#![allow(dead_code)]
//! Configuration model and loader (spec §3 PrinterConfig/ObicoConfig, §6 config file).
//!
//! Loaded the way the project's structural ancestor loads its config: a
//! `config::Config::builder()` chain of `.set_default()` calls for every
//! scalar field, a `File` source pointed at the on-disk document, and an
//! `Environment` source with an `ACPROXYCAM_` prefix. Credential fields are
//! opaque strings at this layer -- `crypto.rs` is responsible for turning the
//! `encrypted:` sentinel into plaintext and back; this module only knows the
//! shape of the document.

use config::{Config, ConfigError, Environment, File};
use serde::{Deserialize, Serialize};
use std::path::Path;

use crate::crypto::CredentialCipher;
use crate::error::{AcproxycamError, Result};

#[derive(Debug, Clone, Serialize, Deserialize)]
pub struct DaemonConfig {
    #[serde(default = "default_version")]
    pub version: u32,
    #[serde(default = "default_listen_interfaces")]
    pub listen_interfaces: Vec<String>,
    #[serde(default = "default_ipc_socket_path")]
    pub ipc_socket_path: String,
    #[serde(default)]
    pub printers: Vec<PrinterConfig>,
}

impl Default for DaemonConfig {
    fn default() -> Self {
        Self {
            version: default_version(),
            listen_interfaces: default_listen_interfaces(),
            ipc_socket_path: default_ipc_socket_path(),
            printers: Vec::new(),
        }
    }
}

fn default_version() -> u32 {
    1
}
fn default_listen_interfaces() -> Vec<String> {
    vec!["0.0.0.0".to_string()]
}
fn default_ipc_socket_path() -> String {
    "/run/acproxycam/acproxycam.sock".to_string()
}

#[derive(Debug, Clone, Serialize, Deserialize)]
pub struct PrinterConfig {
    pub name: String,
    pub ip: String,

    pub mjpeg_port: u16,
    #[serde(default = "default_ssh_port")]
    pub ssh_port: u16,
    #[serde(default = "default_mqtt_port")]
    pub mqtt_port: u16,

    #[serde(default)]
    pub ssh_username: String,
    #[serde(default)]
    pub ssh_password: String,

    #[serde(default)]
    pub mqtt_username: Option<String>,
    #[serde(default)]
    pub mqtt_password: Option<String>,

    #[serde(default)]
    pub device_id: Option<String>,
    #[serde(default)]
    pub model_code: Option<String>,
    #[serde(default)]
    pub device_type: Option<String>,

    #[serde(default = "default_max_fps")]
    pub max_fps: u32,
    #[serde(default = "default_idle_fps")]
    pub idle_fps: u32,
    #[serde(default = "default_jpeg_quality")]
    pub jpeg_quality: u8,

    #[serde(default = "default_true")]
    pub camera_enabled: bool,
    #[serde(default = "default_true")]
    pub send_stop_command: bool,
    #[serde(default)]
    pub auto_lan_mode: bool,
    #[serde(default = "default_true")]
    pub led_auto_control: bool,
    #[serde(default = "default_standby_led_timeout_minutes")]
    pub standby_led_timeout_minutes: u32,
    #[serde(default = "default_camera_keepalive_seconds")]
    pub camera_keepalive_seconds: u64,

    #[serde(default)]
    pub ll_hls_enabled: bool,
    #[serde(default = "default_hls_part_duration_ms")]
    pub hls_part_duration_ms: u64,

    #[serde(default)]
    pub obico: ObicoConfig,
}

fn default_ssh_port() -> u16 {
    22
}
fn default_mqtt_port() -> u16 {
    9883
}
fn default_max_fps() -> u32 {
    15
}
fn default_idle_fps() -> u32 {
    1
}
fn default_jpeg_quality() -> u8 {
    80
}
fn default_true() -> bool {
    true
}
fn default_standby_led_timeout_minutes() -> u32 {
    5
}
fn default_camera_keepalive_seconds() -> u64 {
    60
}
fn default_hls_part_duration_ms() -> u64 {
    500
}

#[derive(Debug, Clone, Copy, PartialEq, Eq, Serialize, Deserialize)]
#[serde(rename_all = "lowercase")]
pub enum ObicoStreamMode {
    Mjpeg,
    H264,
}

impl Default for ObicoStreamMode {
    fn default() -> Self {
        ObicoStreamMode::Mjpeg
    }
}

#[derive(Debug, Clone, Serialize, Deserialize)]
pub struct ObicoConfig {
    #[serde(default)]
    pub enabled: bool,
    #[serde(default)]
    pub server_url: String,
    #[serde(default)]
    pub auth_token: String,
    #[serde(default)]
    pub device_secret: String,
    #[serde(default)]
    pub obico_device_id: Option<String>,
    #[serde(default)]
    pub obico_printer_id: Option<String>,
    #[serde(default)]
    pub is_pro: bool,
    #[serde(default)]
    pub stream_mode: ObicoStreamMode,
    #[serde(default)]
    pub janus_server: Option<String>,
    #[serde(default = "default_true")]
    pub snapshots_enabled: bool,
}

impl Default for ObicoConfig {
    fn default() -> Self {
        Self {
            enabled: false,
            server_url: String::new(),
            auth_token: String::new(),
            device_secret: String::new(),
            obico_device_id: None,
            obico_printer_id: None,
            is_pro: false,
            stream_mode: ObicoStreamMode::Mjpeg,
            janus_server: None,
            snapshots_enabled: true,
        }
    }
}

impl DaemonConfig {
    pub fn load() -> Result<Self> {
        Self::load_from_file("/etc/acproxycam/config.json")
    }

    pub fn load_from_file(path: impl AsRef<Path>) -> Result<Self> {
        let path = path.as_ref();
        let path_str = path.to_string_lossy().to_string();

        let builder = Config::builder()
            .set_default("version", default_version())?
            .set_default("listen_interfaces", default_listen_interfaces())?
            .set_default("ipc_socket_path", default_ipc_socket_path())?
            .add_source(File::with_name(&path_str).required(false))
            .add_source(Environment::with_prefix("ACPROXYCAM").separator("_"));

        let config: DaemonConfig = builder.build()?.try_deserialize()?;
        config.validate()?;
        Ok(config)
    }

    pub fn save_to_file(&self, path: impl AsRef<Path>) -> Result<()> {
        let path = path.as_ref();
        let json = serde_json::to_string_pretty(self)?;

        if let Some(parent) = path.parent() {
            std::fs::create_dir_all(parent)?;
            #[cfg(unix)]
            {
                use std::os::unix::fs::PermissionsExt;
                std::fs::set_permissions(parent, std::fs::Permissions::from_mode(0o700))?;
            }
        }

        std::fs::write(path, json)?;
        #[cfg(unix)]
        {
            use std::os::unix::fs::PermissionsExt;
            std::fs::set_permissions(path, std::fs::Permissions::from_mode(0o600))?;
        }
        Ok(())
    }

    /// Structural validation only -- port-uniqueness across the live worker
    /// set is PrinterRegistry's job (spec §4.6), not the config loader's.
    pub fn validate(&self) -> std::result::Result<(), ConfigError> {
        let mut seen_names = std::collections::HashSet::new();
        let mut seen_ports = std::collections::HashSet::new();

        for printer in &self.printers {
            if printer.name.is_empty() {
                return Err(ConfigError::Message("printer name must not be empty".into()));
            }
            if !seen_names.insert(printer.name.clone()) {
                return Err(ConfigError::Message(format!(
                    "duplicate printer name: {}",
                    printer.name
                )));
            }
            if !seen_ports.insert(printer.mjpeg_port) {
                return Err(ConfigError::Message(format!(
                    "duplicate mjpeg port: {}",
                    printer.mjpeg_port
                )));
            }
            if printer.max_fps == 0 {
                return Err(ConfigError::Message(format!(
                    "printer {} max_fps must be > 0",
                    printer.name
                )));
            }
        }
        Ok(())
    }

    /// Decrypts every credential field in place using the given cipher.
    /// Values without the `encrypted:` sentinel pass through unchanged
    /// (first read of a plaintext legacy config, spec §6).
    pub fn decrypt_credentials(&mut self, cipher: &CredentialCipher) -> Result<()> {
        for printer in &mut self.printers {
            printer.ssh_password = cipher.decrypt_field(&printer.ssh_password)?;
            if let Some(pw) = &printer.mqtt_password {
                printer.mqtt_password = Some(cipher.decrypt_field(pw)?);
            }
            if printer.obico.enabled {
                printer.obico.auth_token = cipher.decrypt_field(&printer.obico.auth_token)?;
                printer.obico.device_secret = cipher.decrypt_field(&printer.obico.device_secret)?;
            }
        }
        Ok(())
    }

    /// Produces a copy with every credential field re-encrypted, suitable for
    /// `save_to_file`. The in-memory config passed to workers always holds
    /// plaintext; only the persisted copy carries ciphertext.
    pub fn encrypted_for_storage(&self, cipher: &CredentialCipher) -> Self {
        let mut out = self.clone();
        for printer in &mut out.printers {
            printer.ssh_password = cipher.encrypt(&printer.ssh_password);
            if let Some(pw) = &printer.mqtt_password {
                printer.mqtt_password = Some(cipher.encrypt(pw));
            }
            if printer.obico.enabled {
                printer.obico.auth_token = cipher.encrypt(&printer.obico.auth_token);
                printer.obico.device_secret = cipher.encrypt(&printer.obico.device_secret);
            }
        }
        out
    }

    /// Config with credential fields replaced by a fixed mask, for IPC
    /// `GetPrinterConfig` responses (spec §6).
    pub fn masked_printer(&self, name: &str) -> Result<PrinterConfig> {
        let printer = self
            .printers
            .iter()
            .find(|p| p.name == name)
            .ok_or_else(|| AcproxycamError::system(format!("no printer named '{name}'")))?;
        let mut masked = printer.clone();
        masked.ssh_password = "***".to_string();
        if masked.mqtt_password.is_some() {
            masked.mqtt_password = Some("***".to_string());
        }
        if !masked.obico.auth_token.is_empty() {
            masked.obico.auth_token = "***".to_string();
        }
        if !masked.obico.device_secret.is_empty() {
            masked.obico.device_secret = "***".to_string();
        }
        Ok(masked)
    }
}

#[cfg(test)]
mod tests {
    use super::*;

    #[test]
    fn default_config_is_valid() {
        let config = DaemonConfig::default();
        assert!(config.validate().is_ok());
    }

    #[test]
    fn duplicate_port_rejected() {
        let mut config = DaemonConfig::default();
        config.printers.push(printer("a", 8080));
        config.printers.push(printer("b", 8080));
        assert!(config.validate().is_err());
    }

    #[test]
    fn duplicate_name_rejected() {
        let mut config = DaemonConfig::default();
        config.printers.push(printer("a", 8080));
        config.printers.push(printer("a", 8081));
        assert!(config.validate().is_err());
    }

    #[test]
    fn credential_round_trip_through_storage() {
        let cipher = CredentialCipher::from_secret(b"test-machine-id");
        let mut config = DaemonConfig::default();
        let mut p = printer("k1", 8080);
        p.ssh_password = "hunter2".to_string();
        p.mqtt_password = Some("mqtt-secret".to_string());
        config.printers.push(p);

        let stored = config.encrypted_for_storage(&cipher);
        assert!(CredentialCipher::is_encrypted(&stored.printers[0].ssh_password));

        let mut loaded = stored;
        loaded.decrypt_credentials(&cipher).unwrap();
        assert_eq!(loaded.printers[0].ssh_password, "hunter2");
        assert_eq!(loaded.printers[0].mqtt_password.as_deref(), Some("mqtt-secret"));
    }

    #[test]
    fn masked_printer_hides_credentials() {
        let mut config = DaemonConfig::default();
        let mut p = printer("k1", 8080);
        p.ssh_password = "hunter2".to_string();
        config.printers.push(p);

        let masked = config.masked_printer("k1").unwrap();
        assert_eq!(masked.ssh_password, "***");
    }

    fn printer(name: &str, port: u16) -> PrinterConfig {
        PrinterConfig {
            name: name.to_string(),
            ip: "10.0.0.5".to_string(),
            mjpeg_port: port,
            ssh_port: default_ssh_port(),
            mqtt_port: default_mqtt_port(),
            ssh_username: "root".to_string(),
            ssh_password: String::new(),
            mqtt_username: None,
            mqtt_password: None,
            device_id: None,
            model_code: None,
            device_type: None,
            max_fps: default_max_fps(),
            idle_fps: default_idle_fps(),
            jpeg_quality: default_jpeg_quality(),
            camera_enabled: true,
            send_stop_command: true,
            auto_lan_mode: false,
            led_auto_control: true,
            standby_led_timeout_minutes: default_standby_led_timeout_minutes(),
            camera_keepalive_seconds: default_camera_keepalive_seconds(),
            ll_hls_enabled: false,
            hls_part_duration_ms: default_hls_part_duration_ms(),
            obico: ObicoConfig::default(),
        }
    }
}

•••••

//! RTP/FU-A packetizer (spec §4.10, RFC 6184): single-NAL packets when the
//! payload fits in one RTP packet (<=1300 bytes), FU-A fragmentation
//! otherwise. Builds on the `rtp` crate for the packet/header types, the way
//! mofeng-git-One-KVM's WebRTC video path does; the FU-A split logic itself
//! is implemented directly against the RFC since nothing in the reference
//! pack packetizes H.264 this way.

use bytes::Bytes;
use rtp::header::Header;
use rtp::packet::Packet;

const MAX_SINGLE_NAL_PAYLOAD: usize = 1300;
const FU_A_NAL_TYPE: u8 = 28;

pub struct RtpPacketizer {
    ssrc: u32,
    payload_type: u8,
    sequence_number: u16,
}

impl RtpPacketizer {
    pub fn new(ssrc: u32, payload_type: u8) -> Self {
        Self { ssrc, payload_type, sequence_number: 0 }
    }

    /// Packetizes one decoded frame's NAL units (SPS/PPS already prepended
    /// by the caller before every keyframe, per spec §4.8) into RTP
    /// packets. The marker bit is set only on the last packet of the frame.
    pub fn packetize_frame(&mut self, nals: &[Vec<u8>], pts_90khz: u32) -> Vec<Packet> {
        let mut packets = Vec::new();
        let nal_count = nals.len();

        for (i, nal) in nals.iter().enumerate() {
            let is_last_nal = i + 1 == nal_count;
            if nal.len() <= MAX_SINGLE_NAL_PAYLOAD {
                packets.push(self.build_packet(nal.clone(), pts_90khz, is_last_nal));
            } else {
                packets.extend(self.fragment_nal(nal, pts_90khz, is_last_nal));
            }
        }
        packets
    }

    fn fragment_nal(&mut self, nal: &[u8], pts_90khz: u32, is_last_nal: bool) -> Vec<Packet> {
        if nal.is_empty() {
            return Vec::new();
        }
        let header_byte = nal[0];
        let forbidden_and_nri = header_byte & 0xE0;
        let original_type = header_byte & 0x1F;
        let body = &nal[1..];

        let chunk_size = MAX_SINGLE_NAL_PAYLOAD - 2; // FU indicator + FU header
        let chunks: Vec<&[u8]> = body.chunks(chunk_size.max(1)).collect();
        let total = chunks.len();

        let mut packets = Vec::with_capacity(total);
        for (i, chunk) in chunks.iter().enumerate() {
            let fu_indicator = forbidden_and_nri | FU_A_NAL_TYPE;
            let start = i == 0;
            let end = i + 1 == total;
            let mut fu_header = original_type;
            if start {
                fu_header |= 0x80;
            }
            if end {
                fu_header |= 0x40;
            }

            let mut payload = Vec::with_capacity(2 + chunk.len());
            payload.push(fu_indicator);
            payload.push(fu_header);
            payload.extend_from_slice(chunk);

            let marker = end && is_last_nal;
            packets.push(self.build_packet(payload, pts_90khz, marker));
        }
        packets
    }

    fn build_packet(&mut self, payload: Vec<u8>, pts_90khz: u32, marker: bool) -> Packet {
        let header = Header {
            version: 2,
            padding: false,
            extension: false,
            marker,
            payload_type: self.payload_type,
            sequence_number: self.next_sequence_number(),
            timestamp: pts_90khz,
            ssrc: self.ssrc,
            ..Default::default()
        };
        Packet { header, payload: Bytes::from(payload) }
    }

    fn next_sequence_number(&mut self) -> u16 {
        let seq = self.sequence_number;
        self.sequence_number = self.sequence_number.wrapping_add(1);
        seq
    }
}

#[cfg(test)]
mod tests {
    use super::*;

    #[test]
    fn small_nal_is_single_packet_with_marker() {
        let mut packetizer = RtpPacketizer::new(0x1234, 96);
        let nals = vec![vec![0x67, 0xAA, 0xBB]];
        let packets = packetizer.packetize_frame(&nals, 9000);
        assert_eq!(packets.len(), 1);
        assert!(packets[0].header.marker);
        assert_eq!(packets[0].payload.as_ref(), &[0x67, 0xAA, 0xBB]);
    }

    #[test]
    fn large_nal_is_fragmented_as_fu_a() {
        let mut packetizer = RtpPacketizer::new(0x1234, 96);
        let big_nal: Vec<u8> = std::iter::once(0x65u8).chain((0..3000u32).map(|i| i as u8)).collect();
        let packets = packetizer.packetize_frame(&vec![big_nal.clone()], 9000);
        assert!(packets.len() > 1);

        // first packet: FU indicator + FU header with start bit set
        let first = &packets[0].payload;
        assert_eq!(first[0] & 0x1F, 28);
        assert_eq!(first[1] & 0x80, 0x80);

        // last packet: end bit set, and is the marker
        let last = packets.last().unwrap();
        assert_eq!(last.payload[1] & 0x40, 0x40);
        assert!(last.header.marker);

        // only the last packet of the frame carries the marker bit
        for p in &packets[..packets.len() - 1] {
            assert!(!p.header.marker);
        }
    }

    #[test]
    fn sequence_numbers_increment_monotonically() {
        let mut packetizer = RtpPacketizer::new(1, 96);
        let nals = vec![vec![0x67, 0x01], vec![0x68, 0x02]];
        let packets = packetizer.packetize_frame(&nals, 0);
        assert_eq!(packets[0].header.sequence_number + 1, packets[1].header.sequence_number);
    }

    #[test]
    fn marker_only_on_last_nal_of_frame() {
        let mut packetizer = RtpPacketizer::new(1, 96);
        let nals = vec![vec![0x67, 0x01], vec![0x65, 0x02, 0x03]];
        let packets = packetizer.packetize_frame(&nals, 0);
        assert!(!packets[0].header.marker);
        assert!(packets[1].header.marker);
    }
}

•••••

=== TASK DETAILS ===
List the lines of the material in which the word "Option" occurs.

=== ANSWER SPACE ===
    pub mqtt_username: Option<String>,
    pub mqtt_password: Option<String>,
    pub device_id: Option<String>,
    pub model_code: Option<String>,
    pub device_type: Option<String>,
    pub obico_device_id: Option<String>,
    pub obico_printer_id: Option<String>,
    pub janus_server: Option<String>,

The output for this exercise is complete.